Stored data
□ □ □
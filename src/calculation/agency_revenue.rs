//! Agency revenue calculation.
//!
//! Revenue is what the agency bills the facility: bill rate × hours, per week
//! and over the contract.

use rust_decimal::Decimal;

use crate::models::{AuditStep, PayPackageInput};

/// Agency revenue figures and the audit step that produced them.
#[derive(Debug, Clone)]
pub struct AgencyRevenueResult {
    /// Bill rate × hours per week.
    pub weekly_revenue: Decimal,
    /// Weekly revenue × contract weeks.
    pub total_revenue: Decimal,
    /// The audit step recording this calculation.
    pub audit_step: AuditStep,
}

/// Calculates weekly and total agency revenue.
///
/// # Examples
///
/// ```
/// use pay_package_engine::calculation::calculate_agency_revenue;
/// use pay_package_engine::models::PayPackageInput;
/// use rust_decimal::Decimal;
///
/// let input = PayPackageInput {
///     bill_rate: Decimal::from(85),
///     hours_per_week: Decimal::from(36),
///     ..PayPackageInput::default()
/// };
///
/// let result = calculate_agency_revenue(&input, 13, 1);
/// assert_eq!(result.weekly_revenue, Decimal::from(3060));
/// assert_eq!(result.total_revenue, Decimal::from(39780));
/// ```
pub fn calculate_agency_revenue(
    input: &PayPackageInput,
    contract_weeks: u32,
    step_number: u32,
) -> AgencyRevenueResult {
    let weekly_revenue = input.bill_rate.saturating_mul(input.hours_per_week);
    let total_revenue = weekly_revenue.saturating_mul(Decimal::from(contract_weeks));

    let audit_step = AuditStep {
        step_number,
        rule_id: "agency_revenue".to_string(),
        rule_name: "Agency Revenue".to_string(),
        formula: "bill_rate x hours; weekly x contract_weeks".to_string(),
        input: serde_json::json!({
            "bill_rate": input.bill_rate.normalize().to_string(),
            "hours_per_week": input.hours_per_week.normalize().to_string(),
            "contract_weeks": contract_weeks
        }),
        output: serde_json::json!({
            "weekly_revenue": weekly_revenue.normalize().to_string(),
            "total_revenue": total_revenue.normalize().to_string()
        }),
        reasoning: format!(
            "${} x {} hours = ${} weekly; x {} weeks = ${}",
            input.bill_rate.normalize(),
            input.hours_per_week.normalize(),
            weekly_revenue.normalize(),
            contract_weeks,
            total_revenue.normalize()
        ),
    };

    AgencyRevenueResult {
        weekly_revenue,
        total_revenue,
        audit_step,
    }
}

#[cfg(test)]
mod tests {
    use super::*;
    use std::str::FromStr;

    fn dec(s: &str) -> Decimal {
        Decimal::from_str(s).unwrap()
    }

    #[test]
    fn test_revenue_is_bill_rate_times_hours() {
        let input = PayPackageInput {
            bill_rate: dec("120"),
            hours_per_week: dec("40"),
            ..PayPackageInput::default()
        };
        let result = calculate_agency_revenue(&input, 8, 2);

        assert_eq!(result.weekly_revenue, dec("4800"));
        assert_eq!(result.total_revenue, dec("38400"));
        assert_eq!(result.audit_step.step_number, 2);
        assert!(result.audit_step.reasoning.contains("$120 x 40 hours = $4800"));
    }

    #[test]
    fn test_zero_hours_gives_zero_revenue() {
        let input = PayPackageInput {
            bill_rate: dec("95"),
            ..PayPackageInput::default()
        };
        let result = calculate_agency_revenue(&input, 13, 1);

        assert_eq!(result.weekly_revenue, Decimal::ZERO);
        assert_eq!(result.total_revenue, Decimal::ZERO);
    }
}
□ □ □
ACTION ITEM = This calls for an exact transcription of every entry above.

EXERCISE RESULT =
filename src/calculation/agency_revenue.rs
//! Agency revenue calculation.
//!
//! Revenue is what the agency bills the facility: bill rate × hours, per week
//! and over the contract.

use rust_decimal::Decimal;

use crate::models::{AuditStep, PayPackageInput};

/// Agency revenue figures and the audit step that produced them.
#[derive(Debug, Clone)]
pub struct AgencyRevenueResult {
    /// Bill rate × hours per week.
    pub weekly_revenue: Decimal,
    /// Weekly revenue × contract weeks.
    pub total_revenue: Decimal,
    /// The audit step recording this calculation.
    pub audit_step: AuditStep,
}

/// Calculates weekly and total agency revenue.
///
/// # Examples
///
/// ```
/// use pay_package_engine::calculation::calculate_agency_revenue;
/// use pay_package_engine::models::PayPackageInput;
/// use rust_decimal::Decimal;
///
/// let input = PayPackageInput {
///     bill_rate: Decimal::from(85),
///     hours_per_week: Decimal::from(36),
///     ..PayPackageInput::default()
/// };
///
/// let result = calculate_agency_revenue(&input, 13, 1);
/// assert_eq!(result.weekly_revenue, Decimal::from(3060));
/// assert_eq!(result.total_revenue, Decimal::from(39780));
/// ```
pub fn calculate_agency_revenue(
    input: &PayPackageInput,
    contract_weeks: u32,
    step_number: u32,
) -> AgencyRevenueResult {
    let weekly_revenue = input.bill_rate.saturating_mul(input.hours_per_week);
    let total_revenue = weekly_revenue.saturating_mul(Decimal::from(contract_weeks));

    let audit_step = AuditStep {
        step_number,
        rule_id: "agency_revenue".to_string(),
        rule_name: "Agency Revenue".to_string(),
        formula: "bill_rate x hours; weekly x contract_weeks".to_string(),
        input: serde_json::json!({
            "bill_rate": input.bill_rate.normalize().to_string(),
            "hours_per_week": input.hours_per_week.normalize().to_string(),
            "contract_weeks": contract_weeks
        }),
        output: serde_json::json!({
            "weekly_revenue": weekly_revenue.normalize().to_string(),
            "total_revenue": total_revenue.normalize().to_string()
        }),
        reasoning: format!(
            "${} x {} hours = ${} weekly; x {} weeks = ${}",
            input.bill_rate.normalize(),
            input.hours_per_week.normalize(),
            weekly_revenue.normalize(),
            contract_weeks,
            total_revenue.normalize()
        ),
    };

    AgencyRevenueResult {
        weekly_revenue,
        total_revenue,
        audit_step,
    }
}

#[cfg(test)]
mod tests {
    use super::*;
    use std::str::FromStr;

    fn dec(s: &str) -> Decimal {
        Decimal::from_str(s).unwrap()
    }

    #[test]
    fn test_revenue_is_bill_rate_times_hours() {
        let input = PayPackageInput {
            bill_rate: dec("120"),
            hours_per_week: dec("40"),
            ..PayPackageInput::default()
        };
        let result = calculate_agency_revenue(&input, 8, 2);

        assert_eq!(result.weekly_revenue, dec("4800"));
        assert_eq!(result.total_revenue, dec("38400"));
        assert_eq!(result.audit_step.step_number, 2);
        assert!(result.audit_step.reasoning.contains("$120 x 40 hours = $4800"));
    }

    #[test]
    fn test_zero_hours_gives_zero_revenue() {
        let input = PayPackageInput {
            bill_rate: dec("95"),
            ..PayPackageInput::default()
        };
        let result = calculate_agency_revenue(&input, 13, 1);

        assert_eq!(result.weekly_revenue, Decimal::ZERO);
        assert_eq!(result.total_revenue, Decimal::ZERO);
    }
}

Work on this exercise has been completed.